● What you should do
The data must be copied over exactly and in full.

● Records for the task
================================
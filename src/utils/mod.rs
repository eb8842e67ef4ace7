/// Shared helpers for running external tools and waiting on conditions
pub mod command;
pub mod polling;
================================
● Reply to the exercise
filename src/utils/mod.rs
repository eb8842e67ef4ace7
/// Shared helpers for running external tools and waiting on conditions
pub mod command;
pub mod polling;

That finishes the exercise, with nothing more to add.